Teachers at these schools wouldn’t be required to have a
college degree, and voucher schools are allowed to decide how money
is spent in closed secret meetings with no public oversight.

It is completely understandable that working-class families are
attracted to the idea of school vouchers, especially the way the
media and Draper portrays them. They look at their local public
school and see that it is overcrowded, with underpaid and
overworked teachers, and they see that their children go without
basic supplies year after year. They continually tax themselves
over and over again in the hope that their schools will improve,
and every time their hopes are destroyed.

Administrative bureaucrats usually waste money that should be
used to improve the schools. Private schools are held up as an
alternative for their children. They see schools that produce
children who go on to study at elite universities, campuses that
have swimming pools and libraries and classrooms where the roof is
not falling apart. Their perception that wealthier children are
receiving a better environment for learning is correct.

Proposition 38, however, is not going to improve the lives of
their children; it will make the local public school even worse,
while providing a nice refund for private school children.

There are currently almost 6 million children attending public
school in California. There are currently 700,000 children
attending private school in California (http://www.NoVouchers2000.com/h/myths/html
and http://www.NoVouchers2000.com/h/faq.html).
Those in favor of Proposition 38 envision all these public school
children moving over to the private schools, but the facts
contradict their claims.

A survey done by the educational research group WestEd found
that less than 1 percent of public school students could expect to
find space in the private schools (http://www.NoVouchers2000.com/h/faq.html).
You now know that the 1 percent that does move would have been
chosen through many different forms of discrimination.

We have to remember what and who is to blame for the terrible
state our public schools are in. In the last 20 years we have seen
the state prison budget grow and grow while our educational budget
has been slashed. It took California 150 years to build 15 prisons
and they have built 21 new prisons in the last 20 years. In that
time we have watched our schools deteriorate.
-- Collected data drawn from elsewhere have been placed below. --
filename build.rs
fn main() {
    built::write_built_file().expect("Failed to acquire build-time information");
}
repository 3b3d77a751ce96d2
use crate::cli::{actions::Action, commands, dispatch::handler};
use anyhow::Result;
use tracing_subscriber::{fmt, layer::SubscriberExt, EnvFilter, Registry};

/// Map verbosity count to tracing level
const fn verbosity_level(verbosity: u8) -> tracing::Level {
    match verbosity {
        0 => tracing::Level::ERROR,
        1 => tracing::Level::WARN,
        2 => tracing::Level::INFO,
        3 => tracing::Level::DEBUG,
        _ => tracing::Level::TRACE,
    }
}

/// Start the CLI: parse arguments, initialize logging, return the action.
///
/// # Errors
///
/// Returns an error if argument parsing, subscriber initialization, or
/// action dispatch fails.
pub fn start() -> Result<Action> {
    let matches = commands::new().get_matches();

    let level = verbosity_level(matches.get_one::<u8>("verbosity").map_or(0, |&v| v));

    let fmt_layer = fmt::layer()
        .with_file(true)
        .with_line_number(true)
        .with_thread_ids(true)
        .with_target(false);

    // RUST_LOG=
    let env_filter = EnvFilter::builder()
        .with_default_directive(level.into())
        .from_env_lossy();

    let subscriber = Registry::default().with(fmt_layer).with(env_filter);

    tracing::subscriber::set_global_default(subscriber)?;

    let action = handler(&matches)?;

    Ok(action)
}

#[cfg(test)]
mod tests {
    use super::*;

    #[test]
    fn test_verbosity_level_mapping() {
        assert_eq!(verbosity_level(0), tracing::Level::ERROR);
        assert_eq!(verbosity_level(1), tracing::Level::WARN);
        assert_eq!(verbosity_level(2), tracing::Level::INFO);
        assert_eq!(verbosity_level(3), tracing::Level::DEBUG);
        assert_eq!(verbosity_level(4), tracing::Level::TRACE);
        assert_eq!(verbosity_level(9), tracing::Level::TRACE);
    }
}
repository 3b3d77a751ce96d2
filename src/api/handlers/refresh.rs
use crate::api::handlers::{bearer_token, MessageResponse};
use crate::auth::{AuthError, AuthService};
use axum::{
    extract::Extension,
    http::{HeaderMap, StatusCode},
    response::IntoResponse,
    Json,
};
use serde::{Deserialize, Serialize};
use std::sync::Arc;
use tracing::instrument;
use utoipa::ToSchema;

#[derive(ToSchema, Serialize, Deserialize, Debug)]
pub struct AccessTokenResponse {
    pub access_token: String,
    pub token_type: String,
}

/// The Bearer credential here is the refresh token itself: it must decode
/// with scope `refresh` and still equal the account's stored slot.
#[utoipa::path(
    post,
    path = "/auth/refresh",
    responses(
        (status = 200, description = "New access token issued", body = AccessTokenResponse),
        (status = 401, description = "Invalid, expired, wrong-scope, or superseded refresh token", body = String),
    ),
    security(("bearer" = [])),
    tag = "auth"
)]
#[instrument(skip_all)]
pub async fn refresh(headers: HeaderMap, service: Extension<Arc<AuthService>>) -> impl IntoResponse {
    let token = match bearer_token(&headers) {
        Some(token) => token,
        None => return AuthError::Unauthenticated.into_response(),
    };

    match service.refresh(token).await {
        Ok(access_token) => (
            StatusCode::OK,
            Json(AccessTokenResponse {
                access_token,
                token_type: "bearer".to_string(),
            }),
        )
            .into_response(),
        Err(err) => err.into_response(),
    }
}

#[utoipa::path(
    post,
    path = "/auth/logout",
    responses(
        (status = 200, description = "Refresh token slot cleared", body = MessageResponse),
        (status = 401, description = "Missing or invalid access token", body = String),
    ),
    security(("bearer" = [])),
    tag = "auth"
)]
#[instrument(skip_all)]
pub async fn logout(headers: HeaderMap, service: Extension<Arc<AuthService>>) -> impl IntoResponse {
    let token = match bearer_token(&headers) {
        Some(token) => token,
        None => return AuthError::Unauthenticated.into_response(),
    };

    let user = match service.authenticate(token).await {
        Ok(user) => user,
        Err(err) => return err.into_response(),
    };

    match service.logout(&user).await {
        Ok(()) => (
            StatusCode::OK,
            Json(MessageResponse::new("Successfully logged out")),
        )
            .into_response(),
        Err(err) => err.into_response(),
    }
}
The public schools that are hurting the most are in the
working-class areas of our state. Wealthier areas have more than
enough resources to improve their schools while poorer areas tax
and tax themselves, but cannot afford to maintain their schools.
The answer is not to look to people like Gov. Gray Davis to fix the
problem. Working people should demand that the money be allocated
to fix the schools in their neighborhoods.

The money that the teachers’ union continuously pours into
the Democratic Party should be reallocated to mobilize people
independently of Democrats or Republicans. These two parties have
both overseen California’s decline from being first in the
nation in education to being one of the worst educational states in
the country.

High quality public education is a right that should be enjoyed
by everyone. As students in a public university we should stand
behind our younger brothers and sisters in school and demand that
public education be placed as a top priority in our state. Slash
the prison budget and fund the schools! Privatizing public
education is not the answer. Vote no on Proposition 38.